## Goal of the exercise
Your answer should consist of the lines in the data below that contain "field".
● ● ● ●
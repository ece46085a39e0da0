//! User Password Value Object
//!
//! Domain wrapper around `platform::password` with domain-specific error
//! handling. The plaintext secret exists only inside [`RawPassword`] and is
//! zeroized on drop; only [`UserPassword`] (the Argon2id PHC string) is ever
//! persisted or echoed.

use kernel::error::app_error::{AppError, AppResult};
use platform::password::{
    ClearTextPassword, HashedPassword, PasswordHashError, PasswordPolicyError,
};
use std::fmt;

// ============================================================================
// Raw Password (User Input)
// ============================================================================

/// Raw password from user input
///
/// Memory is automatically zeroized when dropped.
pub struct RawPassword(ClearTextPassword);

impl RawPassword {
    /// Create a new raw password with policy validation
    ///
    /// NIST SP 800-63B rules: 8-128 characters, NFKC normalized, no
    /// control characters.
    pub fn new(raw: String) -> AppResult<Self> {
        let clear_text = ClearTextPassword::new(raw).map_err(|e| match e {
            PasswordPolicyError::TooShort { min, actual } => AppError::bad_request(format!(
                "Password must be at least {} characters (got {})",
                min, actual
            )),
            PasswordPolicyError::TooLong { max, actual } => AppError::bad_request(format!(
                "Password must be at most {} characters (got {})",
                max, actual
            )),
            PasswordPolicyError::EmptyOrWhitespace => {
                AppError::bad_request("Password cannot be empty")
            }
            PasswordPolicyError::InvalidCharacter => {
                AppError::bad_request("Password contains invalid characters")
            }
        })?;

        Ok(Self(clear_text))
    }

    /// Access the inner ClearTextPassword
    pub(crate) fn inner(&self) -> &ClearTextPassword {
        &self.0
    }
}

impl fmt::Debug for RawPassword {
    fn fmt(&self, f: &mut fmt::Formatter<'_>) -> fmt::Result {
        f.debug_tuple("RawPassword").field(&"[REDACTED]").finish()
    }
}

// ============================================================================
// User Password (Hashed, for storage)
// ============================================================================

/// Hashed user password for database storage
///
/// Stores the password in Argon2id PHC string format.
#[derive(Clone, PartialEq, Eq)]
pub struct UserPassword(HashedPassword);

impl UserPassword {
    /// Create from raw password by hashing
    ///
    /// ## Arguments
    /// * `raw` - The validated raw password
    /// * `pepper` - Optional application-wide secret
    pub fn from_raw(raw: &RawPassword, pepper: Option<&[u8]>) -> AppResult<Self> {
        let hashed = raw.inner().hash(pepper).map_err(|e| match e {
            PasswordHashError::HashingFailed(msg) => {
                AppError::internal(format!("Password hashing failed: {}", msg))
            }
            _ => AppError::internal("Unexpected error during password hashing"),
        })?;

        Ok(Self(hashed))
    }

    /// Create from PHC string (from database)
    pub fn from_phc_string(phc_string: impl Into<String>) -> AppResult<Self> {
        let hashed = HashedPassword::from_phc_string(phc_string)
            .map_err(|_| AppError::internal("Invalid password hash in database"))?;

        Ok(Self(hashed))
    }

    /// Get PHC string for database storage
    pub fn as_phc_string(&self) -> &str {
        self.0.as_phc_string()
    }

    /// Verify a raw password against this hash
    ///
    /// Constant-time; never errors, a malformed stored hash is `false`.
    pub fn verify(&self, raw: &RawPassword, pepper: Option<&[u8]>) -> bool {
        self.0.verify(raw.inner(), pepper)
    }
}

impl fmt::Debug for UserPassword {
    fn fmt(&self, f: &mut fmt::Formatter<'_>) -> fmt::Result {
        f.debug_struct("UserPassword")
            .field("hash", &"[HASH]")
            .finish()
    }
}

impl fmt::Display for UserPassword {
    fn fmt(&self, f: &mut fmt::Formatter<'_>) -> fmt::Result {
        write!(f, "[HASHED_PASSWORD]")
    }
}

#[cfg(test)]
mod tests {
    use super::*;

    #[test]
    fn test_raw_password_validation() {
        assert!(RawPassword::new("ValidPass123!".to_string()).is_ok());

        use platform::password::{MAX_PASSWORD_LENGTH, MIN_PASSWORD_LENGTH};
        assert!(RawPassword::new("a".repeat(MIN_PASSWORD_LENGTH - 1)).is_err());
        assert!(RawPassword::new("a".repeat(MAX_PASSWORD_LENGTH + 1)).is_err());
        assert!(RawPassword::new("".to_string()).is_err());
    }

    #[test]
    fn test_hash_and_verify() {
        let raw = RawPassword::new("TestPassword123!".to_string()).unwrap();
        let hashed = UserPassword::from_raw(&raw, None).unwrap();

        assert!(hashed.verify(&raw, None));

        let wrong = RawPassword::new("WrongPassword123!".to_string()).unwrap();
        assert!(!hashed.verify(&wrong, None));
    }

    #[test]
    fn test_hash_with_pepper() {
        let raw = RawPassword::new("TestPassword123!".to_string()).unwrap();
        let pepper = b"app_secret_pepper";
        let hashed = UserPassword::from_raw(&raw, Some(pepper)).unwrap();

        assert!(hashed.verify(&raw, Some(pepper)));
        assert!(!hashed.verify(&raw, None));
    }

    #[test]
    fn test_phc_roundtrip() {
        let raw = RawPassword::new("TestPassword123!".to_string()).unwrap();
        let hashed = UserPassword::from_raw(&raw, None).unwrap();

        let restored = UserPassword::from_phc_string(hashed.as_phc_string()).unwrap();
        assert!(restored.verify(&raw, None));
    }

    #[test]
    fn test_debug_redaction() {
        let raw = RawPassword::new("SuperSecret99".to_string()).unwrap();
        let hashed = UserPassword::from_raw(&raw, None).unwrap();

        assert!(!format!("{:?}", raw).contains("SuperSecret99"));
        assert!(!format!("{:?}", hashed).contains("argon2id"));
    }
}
● ● ● ●
## Task response
        f.debug_tuple("RawPassword").field(&"[REDACTED]").finish()
            .field("hash", &"[HASH]")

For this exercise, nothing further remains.